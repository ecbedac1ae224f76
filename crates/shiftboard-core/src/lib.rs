//! Shiftboard Core - week document synchronization and mutation
//!
//! The engine behind a shared weekly shift board:
//! - [`ShiftRepository`] applies edits as read-modify-write transactions
//!   against one document per week
//! - [`LiveSyncController`] keeps the displayed week's projection current
//! - [`AccessGate`] decides whether this client may mutate at all
//!
//! # Example
//!
//! ```rust
//! use chrono::NaiveDate;
//! use shiftboard_core::ShiftRepository;
//! use shiftboard_model::ShiftDraft;
//! use shiftboard_store::MemoryDocumentStore;
//! use std::sync::Arc;
//!
//! # #[tokio::main(flavor = "current_thread")]
//! # async fn main() -> Result<(), Box<dyn std::error::Error>> {
//! let repo = ShiftRepository::new(Arc::new(MemoryDocumentStore::new()));
//! let day = NaiveDate::from_ymd_opt(2024, 6, 12).unwrap();
//!
//! let shift = repo.add_shift(day, ShiftDraft::new("425 California", "0900", "1700")).await?;
//! let stored = repo.fetch_day(day).await?;
//! assert_eq!(stored.shift(&shift.id), Some(&shift));
//! # Ok(())
//! # }
//! ```

#![warn(unreachable_pub)]
#![allow(missing_docs)]

pub mod access;
pub mod config;
pub mod error;
pub mod live_sync;
pub mod repository;

pub use access::AccessGate;
pub use config::ShiftboardConfig;
pub use error::{AccessError, ConfigError, RepositoryError};
pub use live_sync::{LiveSyncController, SyncState};
pub use repository::ShiftRepository;

/// Prelude module for common imports
pub mod prelude {
    //! Common imports for working with Shiftboard Core
    pub use crate::{
        AccessError, AccessGate, LiveSyncController, RepositoryError, ShiftRepository,
        ShiftboardConfig, SyncState,
    };
    pub use shiftboard_model::{
        Color, ColorPair, DayRecord, Session, Shift, ShiftDraft, ShiftId, Week, WeekKey, WeekView,
    };
    pub use shiftboard_store::{DocumentStore, MemoryDocumentStore};
}

/// Version of this crate
pub const VERSION: &str = env!("CARGO_PKG_VERSION");
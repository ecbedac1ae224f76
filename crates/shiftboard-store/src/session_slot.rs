//! Durable local slot holding the access grant
//!
//! One named slot per profile, read and written synchronously.

use crate::error::SlotError;
use parking_lot::Mutex;
use shiftboard_model::Session;
use std::path::{Path, PathBuf};

/// Synchronous storage for at most one [`Session`]
pub trait SessionSlot: Send + Sync {
    /// Stored grant, if any
    ///
    /// # Errors
    /// If the slot exists but cannot be read or decoded.
    fn load(&self) -> Result<Option<Session>, SlotError>;

    /// Replace the stored grant
    ///
    /// # Errors
    /// If the slot cannot be written.
    fn store(&self, session: &Session) -> Result<(), SlotError>;

    /// Remove the stored grant
    ///
    /// # Errors
    /// If the slot cannot be cleared.
    fn clear(&self) -> Result<(), SlotError>;
}

/// Slot living only as long as the process
#[derive(Debug, Default)]
pub struct MemorySessionSlot {
    inner: Mutex<Option<Session>>,
}

impl MemorySessionSlot {
    /// Empty slot
    #[inline]
    #[must_use]
    pub fn new() -> Self {
        Self::default()
    }
}

impl SessionSlot for MemorySessionSlot {
    fn load(&self) -> Result<Option<Session>, SlotError> {
        Ok(self.inner.lock().clone())
    }

    fn store(&self, session: &Session) -> Result<(), SlotError> {
        *self.inner.lock() = Some(session.clone());
        Ok(())
    }

    fn clear(&self) -> Result<(), SlotError> {
        *self.inner.lock() = None;
        Ok(())
    }
}

/// Slot persisted as a JSON file
#[derive(Debug, Clone)]
pub struct FileSessionSlot {
    path: PathBuf,
}

impl FileSessionSlot {
    /// Slot at `path`; the file is created on first store
    #[must_use]
    pub fn new(path: impl Into<PathBuf>) -> Self {
        Self { path: path.into() }
    }

    /// Location on disk
    #[inline]
    #[must_use]
    pub fn path(&self) -> &Path {
        &self.path
    }
}

impl SessionSlot for FileSessionSlot {
    fn load(&self) -> Result<Option<Session>, SlotError> {
        match std::fs::read(&self.path) {
            Ok(bytes) => Ok(Some(serde_json::from_slice(&bytes)?)),
            Err(err) if err.kind() == std::io::ErrorKind::NotFound => Ok(None),
            Err(err) => Err(err.into()),
        }
    }

    fn store(&self, session: &Session) -> Result<(), SlotError> {
        if let Some(parent) = self.path.parent() {
            if !parent.as_os_str().is_empty() {
                std::fs::create_dir_all(parent)?;
            }
        }
        std::fs::write(&self.path, serde_json::to_vec_pretty(session)?)?;
        Ok(())
    }

    fn clear(&self) -> Result<(), SlotError> {
        match std::fs::remove_file(&self.path) {
            Ok(()) => Ok(()),
            Err(err) if err.kind() == std::io::ErrorKind::NotFound => Ok(()),
            Err(err) => Err(err.into()),
        }
    }
}
//! Shiftboard Store
//!
//! Bindings for the collaborators the engine talks to:
//! - [`DocumentStore`]: get / merge-write / subscribe, one document per week
//! - [`MemoryDocumentStore`] and [`JsonFileStore`] implementations
//! - [`SessionSlot`]: durable local slot for the access grant
//! - [`IdentityProvider`]: anonymous per-profile identity

#![warn(unreachable_pub)]

pub mod document_store;
pub mod error;
pub mod identity;
pub mod json_file;
pub mod memory;
pub mod session_slot;

pub use document_store::{merge_into, DocumentStore, Snapshot, Subscription};
pub use error::{SlotError, StoreError};
pub use identity::{FileIdentity, IdentityProvider, StaticIdentity};
pub use json_file::JsonFileStore;
pub use memory::MemoryDocumentStore;
pub use session_slot::{FileSessionSlot, MemorySessionSlot, SessionSlot};

/// Version of this crate
pub const VERSION: &str = env!("CARGO_PKG_VERSION");
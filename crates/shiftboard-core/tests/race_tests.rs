//! Concurrent writers on one week document
//!
//! Whole-sequence writes mean the last writer wins across clients. Within
//! one client, mutations are serialized and nothing is lost.

use pretty_assertions::assert_eq;
use shiftboard_core::ShiftRepository;
use shiftboard_model::ShiftDraft;
use shiftboard_store::{DocumentStore, MemoryDocumentStore};
use shiftboard_test_utils::{sample_draft, sample_session, wednesday, ScriptedStore};
use std::sync::Arc;
use tokio::sync::{Barrier, Notify};

#[tokio::test]
async fn test_stale_read_loses_concurrent_append() {
    let shared = MemoryDocumentStore::new();
    let inner: Arc<dyn DocumentStore> = Arc::new(shared.clone());

    // Both clients read the same version before either writes; A writes after B.
    let both_fetched = Arc::new(Barrier::new(2));
    let b_written = Arc::new(Notify::new());
    let client_a = ShiftRepository::new(Arc::new(
        ScriptedStore::new(inner.clone())
            .pause_after_fetch(both_fetched.clone())
            .wait_before_write(b_written.clone()),
    ));
    let client_b = ShiftRepository::new(Arc::new(
        ScriptedStore::new(inner)
            .pause_after_fetch(both_fetched)
            .signal_after_write(b_written),
    ));

    let (s2, s1) = tokio::join!(
        client_a.add_shift(wednesday(), ShiftDraft::new("100 Pine", "1300", "2100")),
        client_b.add_shift(wednesday(), sample_draft()),
    );
    let (s2, s1) = (s2.unwrap(), s1.unwrap());

    let reader = ShiftRepository::new(Arc::new(shared));
    let day = reader.fetch_day(wednesday()).await.unwrap();
    assert_eq!(day.shifts, vec![s2]);
    assert!(day.shift(&s1.id).is_none());
}

#[tokio::test]
async fn test_one_client_keeps_every_append() {
    let repo = Arc::new(ShiftRepository::new(Arc::new(MemoryDocumentStore::new())));

    let tasks: Vec<_> = (0..8)
        .map(|n| {
            let repo = Arc::clone(&repo);
            tokio::spawn(async move {
                let draft = ShiftDraft::new(format!("Site {n}"), "0800", "1600");
                repo.add_shift(wednesday(), draft).await
            })
        })
        .collect();
    for task in tasks {
        task.await.unwrap().unwrap();
    }

    let day = repo.fetch_day(wednesday()).await.unwrap();
    assert_eq!(day.shifts.len(), 8);
}

#[tokio::test]
async fn test_one_client_keeps_every_note() {
    let store = ScriptedStore::new(Arc::new(MemoryDocumentStore::new())).yield_after_fetch();
    let repo = ShiftRepository::new(Arc::new(store));
    let session = sample_session();

    let (first, second) = tokio::join!(
        repo.add_note(wednesday(), "first", &session),
        repo.add_note(wednesday(), "second", &session),
    );

    let notes = repo.fetch_day(wednesday()).await.unwrap().notes;
    assert_eq!(notes, vec![first.unwrap(), second.unwrap()]);
}
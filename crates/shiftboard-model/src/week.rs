//! Week keying
//!
//! Every week document is filed under the key of the Sunday that opens it.
//! The numbering is frozen: existing documents live under these labels, so the
//! arithmetic below must not be "corrected" towards ISO-8601.

use chrono::{Datelike, Duration, NaiveDate};
use serde::{Deserialize, Serialize};
use std::fmt;
use std::str::FromStr;

/// Number of calendar days in one week document
pub const DAYS_PER_WEEK: usize = 7;

/// Stable identifier of one Sunday-to-Saturday span, formatted `YYYY-Www`
#[derive(Debug, Clone, PartialEq, Eq, PartialOrd, Ord, Hash, Serialize, Deserialize)]
#[serde(transparent)]
pub struct WeekKey(String);

impl WeekKey {
    /// Key of the week containing `date`
    #[must_use]
    pub fn for_date(date: NaiveDate) -> Self {
        let sunday = start_of_week(date);
        let days_since_jan1 = sunday.ordinal0();
        // Sunday is weekday 0, so Jan 1 sits `days_since_jan1` weekdays earlier.
        let jan1_offset = (7 - days_since_jan1 % 7) % 7;
        let week = (days_since_jan1 + jan1_offset + 1).div_ceil(7);
        Self(format!("{:04}-W{:02}", sunday.year(), week))
    }

    /// Borrow the key as the store's document identifier
    #[inline]
    #[must_use]
    pub fn as_str(&self) -> &str {
        &self.0
    }
}

impl fmt::Display for WeekKey {
    fn fmt(&self, f: &mut fmt::Formatter<'_>) -> fmt::Result {
        f.write_str(&self.0)
    }
}

impl AsRef<str> for WeekKey {
    fn as_ref(&self) -> &str {
        &self.0
    }
}

/// Error parsing a week key
#[derive(Debug, Clone, PartialEq, Eq, thiserror::Error)]
#[error("malformed week key '{0}', expected YYYY-Www")]
pub struct WeekKeyParseError(pub String);

impl FromStr for WeekKey {
    type Err = WeekKeyParseError;

    fn from_str(s: &str) -> Result<Self, Self::Err> {
        let bad = || WeekKeyParseError(s.to_string());
        let (year, week) = s.split_once("-W").ok_or_else(bad)?;
        let well_formed = year.len() == 4
            && week.len() == 2
            && year.bytes().all(|b| b.is_ascii_digit())
            && week.bytes().all(|b| b.is_ascii_digit());
        if !well_formed {
            return Err(bad());
        }
        match week.parse::<u32>() {
            Ok(1..=54) => Ok(Self(s.to_string())),
            _ => Err(bad()),
        }
    }
}

/// The Sunday on or before `date`
#[must_use]
pub fn start_of_week(date: NaiveDate) -> NaiveDate {
    date - Duration::days(i64::from(date.weekday().num_days_from_sunday()))
}

/// Shorthand for [`WeekKey::for_date`]
#[inline]
#[must_use]
pub fn week_key(date: NaiveDate) -> WeekKey {
    WeekKey::for_date(date)
}

/// The seven consecutive dates starting at `start`
#[must_use]
pub fn week_dates(start: NaiveDate) -> [NaiveDate; DAYS_PER_WEEK] {
    let mut dates = [start; DAYS_PER_WEEK];
    for (offset, slot) in (0i64..).zip(dates.iter_mut()) {
        *slot = start + Duration::days(offset);
    }
    dates
}

/// A resolved week: its key plus its opening Sunday
#[derive(Debug, Clone, PartialEq, Eq, Hash)]
pub struct Week {
    /// Document key
    pub key: WeekKey,
    /// Opening Sunday
    pub start: NaiveDate,
}

impl Week {
    /// Week containing `date`
    #[must_use]
    pub fn containing(date: NaiveDate) -> Self {
        Self {
            key: WeekKey::for_date(date),
            start: start_of_week(date),
        }
    }

    /// Dates covered by this week, ascending
    #[inline]
    #[must_use]
    pub fn dates(&self) -> [NaiveDate; DAYS_PER_WEEK] {
        week_dates(self.start)
    }

    /// Whether `date` falls inside this week
    #[must_use]
    pub fn contains(&self, date: NaiveDate) -> bool {
        start_of_week(date) == self.start
    }
}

■ ■ ■ ■ ■

_Task_. From the entries above, copy every line containing the word "engine".

_Problem solution_.
//! The engine behind a shared weekly shift board:
//! Bindings for the collaborators the engine talks to:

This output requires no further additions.